What you should do = Every entry below must be copied exactly, with nothing left out.

Entries taken from a collection =

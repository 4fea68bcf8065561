//! Viewer configuration.
//!
//! [`ViewerConfig`] collects every tunable the viewer uses: window size, the
//! interaction steps and clamp windows, and the startup camera. All fields have
//! defaults matching the stock demo, and builder methods let callers (and
//! tests) override individual values.
//!
//! ```
//! use cubeviz::ViewerConfig;
//!
//! let config = ViewerConfig::new()
//!     .title("Cubes")
//!     .size(800, 800)
//!     .max_instances(4);
//! assert_eq!(config.max_instances, 4);
//! ```

use glam::Vec3;

/// Configuration for the viewer window and scene interaction.
#[derive(Clone, Debug)]
pub struct ViewerConfig {
    pub title: String,
    pub width: u32,
    pub height: u32,
    /// Upper bound on the number of cube instances, including the first one.
    pub max_instances: usize,
    /// Distance in front of the camera at which new instances are placed.
    pub spawn_distance: f32,
    /// Translation applied per key press or repeat.
    pub translate_step: f32,
    /// Scale change applied per key press or repeat.
    pub scale_step: f32,
    /// Inclusive `(min, max)` range for the uniform scale factor.
    pub scale_range: (f32, f32),
    /// Inclusive `(min, max)` field of view range, in degrees.
    pub fov_range: (f32, f32),
    /// Field of view at startup and after reset, in degrees.
    pub default_fov: f32,
    /// Degrees of yaw/pitch per pixel of mouse movement.
    pub mouse_sensitivity: f32,
    /// Inclusive `(min, max)` pitch window, in degrees.
    pub pitch_range: (f32, f32),
    /// Inclusive `(min, max)` yaw window, in degrees. `None` leaves yaw free.
    pub yaw_range: Option<(f32, f32)>,
    /// Angle of one snap rotation, in degrees.
    pub snap_angle: f32,
    /// Degrees advanced per frame while a snap rotation is in flight.
    pub snap_step: f32,
    pub camera_position: Vec3,
    pub camera_target: Vec3,
    pub near: f32,
    pub far: f32,
    /// Length of each axis line drawn by the axis display.
    pub axis_length: f32,
    pub clear_color: [f64; 3],
    /// Whether the axis display starts enabled.
    pub show_axes: bool,
}

impl Default for ViewerConfig {
    fn default() -> Self {
        Self {
            title: "cubeviz".to_string(),
            width: 1000,
            height: 1000,
            max_instances: 10,
            spawn_distance: 3.0,
            translate_step: 0.1,
            scale_step: 0.1,
            scale_range: (0.1, 3.0),
            fov_range: (1.0, 90.0),
            default_fov: 45.0,
            mouse_sensitivity: 0.1,
            pitch_range: (-45.0, -15.0),
            yaw_range: Some((-135.0, -45.0)),
            snap_angle: 90.0,
            snap_step: 5.0,
            camera_position: Vec3::new(3.5, 2.5, 5.0),
            camera_target: Vec3::ZERO,
            near: 0.1,
            far: 100.0,
            axis_length: 5.0,
            clear_color: [0.95, 0.95, 0.95],
            show_axes: true,
        }
    }
}

impl ViewerConfig {
    pub fn new() -> Self {
        Self::default()
    }

    pub fn title(mut self, title: impl Into<String>) -> Self {
        self.title = title.into();
        self
    }

    pub fn size(mut self, width: u32, height: u32) -> Self {
        self.width = width;
        self.height = height;
        self
    }

    pub fn max_instances(mut self, max: usize) -> Self {
        self.max_instances = max.max(1);
        self
    }

    /// Place the startup camera at `position`, looking toward `target`.
    pub fn camera(mut self, position: impl Into<Vec3>, target: impl Into<Vec3>) -> Self {
        self.camera_position = position.into();
        self.camera_target = target.into();
        self
    }

    /// Set the pitch clamp window in degrees.
    pub fn pitch_range(mut self, min: f32, max: f32) -> Self {
        self.pitch_range = (min, max);
        self
    }

    /// Set the yaw clamp window in degrees, or `None` for unrestricted yaw.
    pub fn yaw_range(mut self, range: Option<(f32, f32)>) -> Self {
        self.yaw_range = range;
        self
    }

    /// Set the snap rotation angle and the per-frame step, both in degrees.
    pub fn snap(mut self, angle: f32, step: f32) -> Self {
        self.snap_angle = angle;
        self.snap_step = step;
        self
    }

    pub fn show_axes(mut self, show: bool) -> Self {
        self.show_axes = show;
        self
    }

    /// Aspect ratio used by the projection (fixed to the configured window size).
    pub fn aspect(&self) -> f32 {
        self.width as f32 / self.height.max(1) as f32
    }
}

Completed exercise =
repository 4fea68bcf8065561
//! Viewer configuration.
//!
//! [`ViewerConfig`] collects every tunable the viewer uses: window size, the
//! interaction steps and clamp windows, and the startup camera. All fields have
//! defaults matching the stock demo, and builder methods let callers (and
//! tests) override individual values.
//!
//! ```
//! use cubeviz::ViewerConfig;
//!
//! let config = ViewerConfig::new()
//!     .title("Cubes")
//!     .size(800, 800)
//!     .max_instances(4);
//! assert_eq!(config.max_instances, 4);
//! ```

use glam::Vec3;

/// Configuration for the viewer window and scene interaction.
#[derive(Clone, Debug)]
pub struct ViewerConfig {
    pub title: String,
    pub width: u32,
    pub height: u32,
    /// Upper bound on the number of cube instances, including the first one.
    pub max_instances: usize,
    /// Distance in front of the camera at which new instances are placed.
    pub spawn_distance: f32,
    /// Translation applied per key press or repeat.
    pub translate_step: f32,
    /// Scale change applied per key press or repeat.
    pub scale_step: f32,
    /// Inclusive `(min, max)` range for the uniform scale factor.
    pub scale_range: (f32, f32),
    /// Inclusive `(min, max)` field of view range, in degrees.
    pub fov_range: (f32, f32),
    /// Field of view at startup and after reset, in degrees.
    pub default_fov: f32,
    /// Degrees of yaw/pitch per pixel of mouse movement.
    pub mouse_sensitivity: f32,
    /// Inclusive `(min, max)` pitch window, in degrees.
    pub pitch_range: (f32, f32),
    /// Inclusive `(min, max)` yaw window, in degrees. `None` leaves yaw free.
    pub yaw_range: Option<(f32, f32)>,
    /// Angle of one snap rotation, in degrees.
    pub snap_angle: f32,
    /// Degrees advanced per frame while a snap rotation is in flight.
    pub snap_step: f32,
    pub camera_position: Vec3,
    pub camera_target: Vec3,
    pub near: f32,
    pub far: f32,
    /// Length of each axis line drawn by the axis display.
    pub axis_length: f32,
    pub clear_color: [f64; 3],
    /// Whether the axis display starts enabled.
    pub show_axes: bool,
}

impl Default for ViewerConfig {
    fn default() -> Self {
        Self {
            title: "cubeviz".to_string(),
            width: 1000,
            height: 1000,
            max_instances: 10,
            spawn_distance: 3.0,
            translate_step: 0.1,
            scale_step: 0.1,
            scale_range: (0.1, 3.0),
            fov_range: (1.0, 90.0),
            default_fov: 45.0,
            mouse_sensitivity: 0.1,
            pitch_range: (-45.0, -15.0),
            yaw_range: Some((-135.0, -45.0)),
            snap_angle: 90.0,
            snap_step: 5.0,
            camera_position: Vec3::new(3.5, 2.5, 5.0),
            camera_target: Vec3::ZERO,
            near: 0.1,
            far: 100.0,
            axis_length: 5.0,
            clear_color: [0.95, 0.95, 0.95],
            show_axes: true,
        }
    }
}

impl ViewerConfig {
    pub fn new() -> Self {
        Self::default()
    }

    pub fn title(mut self, title: impl Into<String>) -> Self {
        self.title = title.into();
        self
    }

    pub fn size(mut self, width: u32, height: u32) -> Self {
        self.width = width;
        self.height = height;
        self
    }

    pub fn max_instances(mut self, max: usize) -> Self {
        self.max_instances = max.max(1);
        self
    }

    /// Place the startup camera at `position`, looking toward `target`.
    pub fn camera(mut self, position: impl Into<Vec3>, target: impl Into<Vec3>) -> Self {
        self.camera_position = position.into();
        self.camera_target = target.into();
        self
    }

    /// Set the pitch clamp window in degrees.
    pub fn pitch_range(mut self, min: f32, max: f32) -> Self {
        self.pitch_range = (min, max);
        self
    }

    /// Set the yaw clamp window in degrees, or `None` for unrestricted yaw.
    pub fn yaw_range(mut self, range: Option<(f32, f32)>) -> Self {
        self.yaw_range = range;
        self
    }

    /// Set the snap rotation angle and the per-frame step, both in degrees.
    pub fn snap(mut self, angle: f32, step: f32) -> Self {
        self.snap_angle = angle;
        self.snap_step = step;
        self
    }

    pub fn show_axes(mut self, show: bool) -> Self {
        self.show_axes = show;
        self
    }

    /// Aspect ratio used by the projection (fixed to the configured window size).
    pub fn aspect(&self) -> f32 {
        self.width as f32 / self.height.max(1) as f32
    }
}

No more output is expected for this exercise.